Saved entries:
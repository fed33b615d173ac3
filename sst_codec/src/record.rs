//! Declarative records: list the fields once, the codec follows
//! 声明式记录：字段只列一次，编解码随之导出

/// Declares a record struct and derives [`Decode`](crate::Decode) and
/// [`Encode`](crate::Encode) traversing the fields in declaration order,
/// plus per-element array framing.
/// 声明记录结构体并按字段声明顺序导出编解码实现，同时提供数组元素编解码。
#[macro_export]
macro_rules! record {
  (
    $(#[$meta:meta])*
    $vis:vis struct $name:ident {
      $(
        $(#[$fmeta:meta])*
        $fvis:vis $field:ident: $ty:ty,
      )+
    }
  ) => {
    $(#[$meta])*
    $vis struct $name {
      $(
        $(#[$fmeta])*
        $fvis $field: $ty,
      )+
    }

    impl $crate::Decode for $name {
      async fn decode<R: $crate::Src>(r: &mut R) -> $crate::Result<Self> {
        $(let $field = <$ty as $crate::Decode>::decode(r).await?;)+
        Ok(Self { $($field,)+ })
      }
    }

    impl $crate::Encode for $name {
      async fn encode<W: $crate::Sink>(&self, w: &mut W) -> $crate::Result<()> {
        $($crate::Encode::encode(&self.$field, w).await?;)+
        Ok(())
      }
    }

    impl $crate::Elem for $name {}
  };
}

--

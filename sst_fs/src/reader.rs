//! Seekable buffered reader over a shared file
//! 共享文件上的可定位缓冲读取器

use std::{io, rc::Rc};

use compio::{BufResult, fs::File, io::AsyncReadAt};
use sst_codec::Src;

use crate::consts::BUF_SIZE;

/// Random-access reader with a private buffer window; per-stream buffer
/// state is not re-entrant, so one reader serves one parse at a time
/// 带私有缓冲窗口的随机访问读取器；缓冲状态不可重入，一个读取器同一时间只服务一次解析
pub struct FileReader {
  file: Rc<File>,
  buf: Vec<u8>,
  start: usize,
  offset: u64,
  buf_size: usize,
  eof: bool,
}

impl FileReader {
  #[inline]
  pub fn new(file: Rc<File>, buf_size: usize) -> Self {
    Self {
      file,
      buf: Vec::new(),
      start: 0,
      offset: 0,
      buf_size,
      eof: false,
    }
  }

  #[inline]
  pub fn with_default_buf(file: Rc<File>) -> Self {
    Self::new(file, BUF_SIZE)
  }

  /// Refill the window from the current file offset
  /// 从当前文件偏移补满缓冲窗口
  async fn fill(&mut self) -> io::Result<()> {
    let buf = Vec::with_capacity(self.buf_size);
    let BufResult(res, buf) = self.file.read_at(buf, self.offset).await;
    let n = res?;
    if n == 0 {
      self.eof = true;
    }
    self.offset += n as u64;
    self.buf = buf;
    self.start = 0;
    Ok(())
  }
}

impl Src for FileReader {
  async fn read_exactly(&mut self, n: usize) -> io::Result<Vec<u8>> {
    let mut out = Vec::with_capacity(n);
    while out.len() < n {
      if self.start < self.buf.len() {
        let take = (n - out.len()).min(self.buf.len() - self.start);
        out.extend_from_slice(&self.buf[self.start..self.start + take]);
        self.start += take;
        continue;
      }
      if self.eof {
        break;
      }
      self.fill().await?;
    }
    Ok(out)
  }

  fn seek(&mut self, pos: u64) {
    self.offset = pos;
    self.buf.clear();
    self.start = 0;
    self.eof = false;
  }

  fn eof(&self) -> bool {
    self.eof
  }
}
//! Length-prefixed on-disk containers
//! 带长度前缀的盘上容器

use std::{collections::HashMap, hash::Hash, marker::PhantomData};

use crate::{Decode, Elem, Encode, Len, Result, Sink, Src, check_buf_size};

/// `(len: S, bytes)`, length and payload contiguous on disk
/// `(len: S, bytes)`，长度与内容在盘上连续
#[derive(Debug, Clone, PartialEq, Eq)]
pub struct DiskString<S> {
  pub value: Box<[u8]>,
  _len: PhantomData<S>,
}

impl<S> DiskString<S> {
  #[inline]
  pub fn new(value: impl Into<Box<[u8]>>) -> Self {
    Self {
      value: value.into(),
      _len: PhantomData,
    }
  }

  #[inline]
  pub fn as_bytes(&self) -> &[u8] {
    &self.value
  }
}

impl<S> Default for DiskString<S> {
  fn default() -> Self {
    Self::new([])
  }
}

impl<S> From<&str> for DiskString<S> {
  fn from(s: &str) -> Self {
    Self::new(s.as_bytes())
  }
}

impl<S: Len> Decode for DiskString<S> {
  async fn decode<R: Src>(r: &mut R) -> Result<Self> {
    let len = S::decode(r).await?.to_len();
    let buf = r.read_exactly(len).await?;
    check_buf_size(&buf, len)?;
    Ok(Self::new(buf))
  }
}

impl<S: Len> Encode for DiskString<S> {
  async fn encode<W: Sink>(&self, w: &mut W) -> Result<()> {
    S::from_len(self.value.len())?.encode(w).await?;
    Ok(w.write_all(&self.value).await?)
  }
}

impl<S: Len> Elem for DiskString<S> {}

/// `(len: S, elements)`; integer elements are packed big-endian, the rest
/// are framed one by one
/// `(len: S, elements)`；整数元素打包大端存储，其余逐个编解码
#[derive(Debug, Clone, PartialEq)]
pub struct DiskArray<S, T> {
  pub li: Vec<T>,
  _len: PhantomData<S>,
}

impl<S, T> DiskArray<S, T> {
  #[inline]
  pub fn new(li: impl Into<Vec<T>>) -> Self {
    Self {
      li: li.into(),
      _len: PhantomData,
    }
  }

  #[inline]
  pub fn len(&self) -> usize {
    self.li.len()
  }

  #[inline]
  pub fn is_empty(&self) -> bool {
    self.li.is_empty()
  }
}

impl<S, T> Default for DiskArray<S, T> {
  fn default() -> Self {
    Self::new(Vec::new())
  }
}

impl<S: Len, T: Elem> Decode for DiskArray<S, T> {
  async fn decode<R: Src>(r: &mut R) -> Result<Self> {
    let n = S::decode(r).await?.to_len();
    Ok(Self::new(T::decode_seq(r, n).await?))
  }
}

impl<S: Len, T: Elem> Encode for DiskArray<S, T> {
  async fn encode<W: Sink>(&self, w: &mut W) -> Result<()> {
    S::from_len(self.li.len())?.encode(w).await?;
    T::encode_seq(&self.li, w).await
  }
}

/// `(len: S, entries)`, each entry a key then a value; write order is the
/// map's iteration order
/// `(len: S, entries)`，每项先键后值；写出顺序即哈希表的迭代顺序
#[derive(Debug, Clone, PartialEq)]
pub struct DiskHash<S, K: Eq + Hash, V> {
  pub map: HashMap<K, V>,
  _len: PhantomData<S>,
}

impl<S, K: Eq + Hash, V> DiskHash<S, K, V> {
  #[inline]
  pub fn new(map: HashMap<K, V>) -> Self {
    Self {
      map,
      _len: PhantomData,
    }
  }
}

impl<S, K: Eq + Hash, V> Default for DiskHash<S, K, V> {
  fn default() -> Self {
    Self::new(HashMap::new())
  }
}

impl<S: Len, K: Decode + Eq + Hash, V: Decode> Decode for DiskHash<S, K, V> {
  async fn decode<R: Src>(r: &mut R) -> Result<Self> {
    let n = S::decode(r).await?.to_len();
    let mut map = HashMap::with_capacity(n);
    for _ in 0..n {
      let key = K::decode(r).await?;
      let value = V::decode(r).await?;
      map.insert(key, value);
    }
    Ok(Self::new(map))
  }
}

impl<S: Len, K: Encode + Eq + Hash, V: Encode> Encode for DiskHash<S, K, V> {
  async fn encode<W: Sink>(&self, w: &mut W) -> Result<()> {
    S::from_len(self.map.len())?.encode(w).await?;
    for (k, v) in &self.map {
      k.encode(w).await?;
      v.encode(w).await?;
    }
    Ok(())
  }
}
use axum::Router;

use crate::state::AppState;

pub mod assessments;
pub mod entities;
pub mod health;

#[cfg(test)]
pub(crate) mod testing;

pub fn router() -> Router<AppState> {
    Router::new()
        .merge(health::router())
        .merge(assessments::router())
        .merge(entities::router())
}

▸ WORK REQUEST
The lines above from the one with "repository fed33b615d173ac3" through the one with "<$ty as $crate::Decode>::decode(r).await?;)+" are to be duplicated exactly, ends included, with nothing added.

▸ SOLUTION TO THIS EXERCISE
repository fed33b615d173ac3
filename sst_codec/src/record.rs
//! Declarative records: list the fields once, the codec follows
//! 声明式记录：字段只列一次，编解码随之导出

/// Declares a record struct and derives [`Decode`](crate::Decode) and
/// [`Encode`](crate::Encode) traversing the fields in declaration order,
/// plus per-element array framing.
/// 声明记录结构体并按字段声明顺序导出编解码实现，同时提供数组元素编解码。
#[macro_export]
macro_rules! record {
  (
    $(#[$meta:meta])*
    $vis:vis struct $name:ident {
      $(
        $(#[$fmeta:meta])*
        $fvis:vis $field:ident: $ty:ty,
      )+
    }
  ) => {
    $(#[$meta])*
    $vis struct $name {
      $(
        $(#[$fmeta])*
        $fvis $field: $ty,
      )+
    }

    impl $crate::Decode for $name {
      async fn decode<R: $crate::Src>(r: &mut R) -> $crate::Result<Self> {
        $(let $field = <$ty as $crate::Decode>::decode(r).await?;)+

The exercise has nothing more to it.